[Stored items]
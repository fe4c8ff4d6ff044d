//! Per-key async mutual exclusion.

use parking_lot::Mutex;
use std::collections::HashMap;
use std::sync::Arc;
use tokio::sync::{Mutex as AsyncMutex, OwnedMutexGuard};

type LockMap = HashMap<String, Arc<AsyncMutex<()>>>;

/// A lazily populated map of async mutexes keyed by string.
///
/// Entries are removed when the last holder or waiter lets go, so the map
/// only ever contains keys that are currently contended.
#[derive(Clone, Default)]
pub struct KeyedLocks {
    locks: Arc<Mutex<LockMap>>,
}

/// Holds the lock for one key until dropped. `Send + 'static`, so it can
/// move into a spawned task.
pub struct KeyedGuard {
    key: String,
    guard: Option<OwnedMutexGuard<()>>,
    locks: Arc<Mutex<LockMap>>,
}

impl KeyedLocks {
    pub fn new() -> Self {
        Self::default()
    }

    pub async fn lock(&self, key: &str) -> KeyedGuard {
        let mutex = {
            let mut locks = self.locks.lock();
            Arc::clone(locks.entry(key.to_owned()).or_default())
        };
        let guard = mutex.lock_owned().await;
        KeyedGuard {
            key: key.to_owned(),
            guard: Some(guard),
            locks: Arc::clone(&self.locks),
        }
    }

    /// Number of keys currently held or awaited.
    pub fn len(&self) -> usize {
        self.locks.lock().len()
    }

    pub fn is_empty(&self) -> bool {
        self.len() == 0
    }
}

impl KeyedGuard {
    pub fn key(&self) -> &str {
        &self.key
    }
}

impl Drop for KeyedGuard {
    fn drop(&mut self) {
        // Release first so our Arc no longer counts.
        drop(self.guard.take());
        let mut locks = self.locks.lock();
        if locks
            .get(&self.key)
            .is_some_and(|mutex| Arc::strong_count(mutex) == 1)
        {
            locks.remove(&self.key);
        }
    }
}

* * *

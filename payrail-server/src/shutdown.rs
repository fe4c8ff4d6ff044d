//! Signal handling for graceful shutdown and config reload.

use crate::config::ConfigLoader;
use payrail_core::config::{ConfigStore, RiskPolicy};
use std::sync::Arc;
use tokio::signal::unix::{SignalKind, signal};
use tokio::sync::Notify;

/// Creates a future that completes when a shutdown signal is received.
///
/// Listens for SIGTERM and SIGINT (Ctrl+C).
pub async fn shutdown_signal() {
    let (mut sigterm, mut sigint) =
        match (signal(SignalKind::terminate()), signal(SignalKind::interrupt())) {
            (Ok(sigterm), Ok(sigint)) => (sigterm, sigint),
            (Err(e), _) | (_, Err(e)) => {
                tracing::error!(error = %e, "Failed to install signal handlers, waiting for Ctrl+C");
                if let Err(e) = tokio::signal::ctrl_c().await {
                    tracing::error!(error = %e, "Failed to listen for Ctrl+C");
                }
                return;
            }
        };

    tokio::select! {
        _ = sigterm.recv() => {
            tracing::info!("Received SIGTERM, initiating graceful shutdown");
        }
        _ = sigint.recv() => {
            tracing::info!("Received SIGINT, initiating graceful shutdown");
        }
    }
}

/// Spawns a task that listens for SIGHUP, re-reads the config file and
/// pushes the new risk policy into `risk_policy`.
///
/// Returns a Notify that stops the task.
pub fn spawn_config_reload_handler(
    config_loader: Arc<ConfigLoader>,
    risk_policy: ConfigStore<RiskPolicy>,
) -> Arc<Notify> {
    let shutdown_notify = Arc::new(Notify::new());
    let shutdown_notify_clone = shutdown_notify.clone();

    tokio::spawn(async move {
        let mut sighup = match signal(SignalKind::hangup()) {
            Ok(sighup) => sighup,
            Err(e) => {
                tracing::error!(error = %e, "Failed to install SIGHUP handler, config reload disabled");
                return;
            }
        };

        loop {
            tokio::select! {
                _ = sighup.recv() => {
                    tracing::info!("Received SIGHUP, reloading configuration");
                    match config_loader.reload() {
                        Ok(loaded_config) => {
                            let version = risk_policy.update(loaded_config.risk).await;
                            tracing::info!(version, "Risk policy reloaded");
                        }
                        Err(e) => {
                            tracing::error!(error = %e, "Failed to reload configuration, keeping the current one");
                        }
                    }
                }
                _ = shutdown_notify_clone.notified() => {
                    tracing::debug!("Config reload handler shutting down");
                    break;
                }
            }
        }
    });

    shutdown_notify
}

* PROBLEM DETAILS
Every line above in which the word "configuration" occurs is to be copied.

* PROBLEM SOLUTION
                    tracing::info!("Received SIGHUP, reloading configuration");
                            tracing::error!(error = %e, "Failed to reload configuration, keeping the current one");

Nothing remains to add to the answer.